En effet, le sommet de la Ligue n’a pas été confié à l’Algérie pour son rayonnement ou compte tenu du rôle incomparable de sa diplomatie. L’Algérie hérite du sommet de la Ligue arabe en raison de la place qu’occupe ce pays dans l’ordre de l’alphabet arabe. C’est donc à la rotation de l’ordre alphabétique des Etats membres de la Ligue arabe que l’Algérie doit l’organisation de ce sommet, et non pas aux mensonges dont ce régime, en fin de vie, abreuve son opinion publique.

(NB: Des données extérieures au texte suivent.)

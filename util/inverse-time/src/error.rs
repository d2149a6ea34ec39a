use std::fmt::{self, Display, Formatter};

use itertools::Itertools;

use crate::coordinates::{Axis, ArcPlane};

#[derive(Clone, Debug, PartialEq, Eq)]
pub enum MissingAxis {
    /// A feed-controlled straight move names an axis that has no starting value.
    StartingPoint(Axis),
    /// The arc's start position lacks one of the plane's axes.
    ArcStart(ArcPlane),
    /// The arc line lacks one of the plane's end or center words.
    ArcArguments(ArcPlane),
}
impl Display for MissingAxis {
    fn fmt(&self, f: &mut Formatter<'_>) -> fmt::Result {
        match self {
            MissingAxis::StartingPoint(axis) => write!(f, "G01 movement without an initial {} starting point", axis.letter()),
            MissingAxis::ArcStart(plane) => {
                let (first, second, _, _) = plane.axes();
                write!(f, "G02/G03 movement requires both {} and {} to have been previously set (G{})", first.letter(), second.letter(), plane.code())
            },
            MissingAxis::ArcArguments(plane) => {
                let (first, second, first_offset, second_offset) = plane.axes();
                write!(
                    f,
                    "G02/G03 movement requires {}, {}, {}, {} arguments (G{}); one or more are missing",
                    first.letter(), second.letter(), first_offset.letter(), second_offset.letter(), plane.code()
                )
            },
        }
    }
}

#[derive(Copy, Clone, Debug, PartialEq, Eq)]
pub enum Precondition {
    FeedRate,
    Plane,
    AbsoluteMode,
    FeedMode,
}
impl Display for Precondition {
    fn fmt(&self, f: &mut Formatter<'_>) -> fmt::Result {
        match self {
            Precondition::FeedRate => write!(f, "feedrate not set"),
            Precondition::Plane => write!(f, "G17, G18, or G19 (plane) not set"),
            Precondition::AbsoluteMode => write!(f, "G90 not set"),
            Precondition::FeedMode => write!(f, "G94 not set"),
        }
    }
}

#[derive(Clone, Debug, PartialEq, thiserror::Error)]
pub enum ErrorKind {
    #[error("could not read a number from {0:?}")]
    Parse(String),
    #[error("{0}")]
    MissingAxis(MissingAxis),
    #[error("A-axis movement requires a prior Z-axis movement for the distance calculation")]
    MissingZForRotary,
    #[error("G02/G03 movement is not circular")]
    NotCircular,
    #[error("G93 found in input; retaining inverse time mode from the input is not supported")]
    InverseTimeInSource,
    #[error("implicit move given before any motion command (G0/1/2/3)")]
    NoPriorMotionCode,
    #[error("movement G-code (G01, G02, G03) found before the following requirements were set: {}", .0.iter().join(", "))]
    PreconditionsNotMet(Vec<Precondition>),
    #[error("feedrate must be positive and non-zero")]
    NonPositiveFeedRate,
}
impl ErrorKind {
    pub fn at_line(self, line: usize) -> ConversionError {
        ConversionError { line, kind: self }
    }
}

/// A fatal problem with the input; the run stops and its output must be discarded.
#[derive(Clone, Debug, PartialEq, thiserror::Error)]
#[error("{kind} (line: {line})")]
pub struct ConversionError {
    /// 1-based input line number.
    pub line: usize,
    pub kind: ErrorKind,
}

pub type ConversionResult<T> = Result<T, ConversionError>;

#[cfg(test)]
mod test {
    use super::*;

    #[test]
    fn test_messages_carry_line() {
        let error = ErrorKind::PreconditionsNotMet(vec![Precondition::FeedRate, Precondition::FeedMode]).at_line(12);
        assert_eq!(
            error.to_string(),
            "movement G-code (G01, G02, G03) found before the following requirements were set: feedrate not set, G94 not set (line: 12)"
        );
        let error = ErrorKind::MissingAxis(MissingAxis::ArcArguments(ArcPlane::ZX)).at_line(3);
        assert_eq!(
            error.to_string(),
            "G02/G03 movement requires X, Z, I, K arguments (G18); one or more are missing (line: 3)"
        );
    }
}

Contrairement au matraquage des médias officiels, l’organisation du sommet de la Ligue arabe n’est pas une initiative algérienne et ce n’est pas un choix du monde arabe. C’est une règle liée à la rotation alphabétique. Le dernier pays à avoir organisé le sommet arabe, c’est la Tunisie. Les cinq premières lettres de l’alphabet arabe sont a, b, t, th et j. Après la lettre t, et compte tenu qu’il n’existe aucun Etat membre dans la ligue arabe dont le nom commence par th, c’est au tour de pays commençant par la lettre j d’organiser le sommet.
Donc, c’est à un hasard de l’ordre alphabétique que l’Algérie doit l’organisation du sommet de la Ligue arabe. Ce qui n’a pas empêché le régime de jouer à fond la carte de la propagande en présentant ce sommet comme une initiative de Tebboune et même un exploit du régime. «Cela fait bien rire sous cape les autres Etats membres, dépassés par autant de bêtise», commente laconiquement le diplomate d'un pays arabe, accrédité à Rabat. D’ailleurs, après l’Algérie, et toujours en vertu de la règle de l’ordre alphabétique, ça sera à la République de Djibouti d’accueillir le prochain sommet, que la junte salue comme un exploit.
En arabe Djibouti s’écrit Jibouti, plus précisément جمهورية جيبوتي. Ce qui la place juste après l’Algérie (en arabe, Jazaïr) pour accueillir le sommet de la Ligue arabe. Et contrairement au régime algérien qui a échoué à organiser ce sommet au mois de mars dernier, comme cela est habituel, et en dépit de l’annonce solennelle de Tebboune, la République de Djibouti va très probablement, sans klaxons, ni tambours battants, réussir là où a piteusement échoué l’Algérie: organiser l’évènement au mois de mars, comme à l'accoutumée.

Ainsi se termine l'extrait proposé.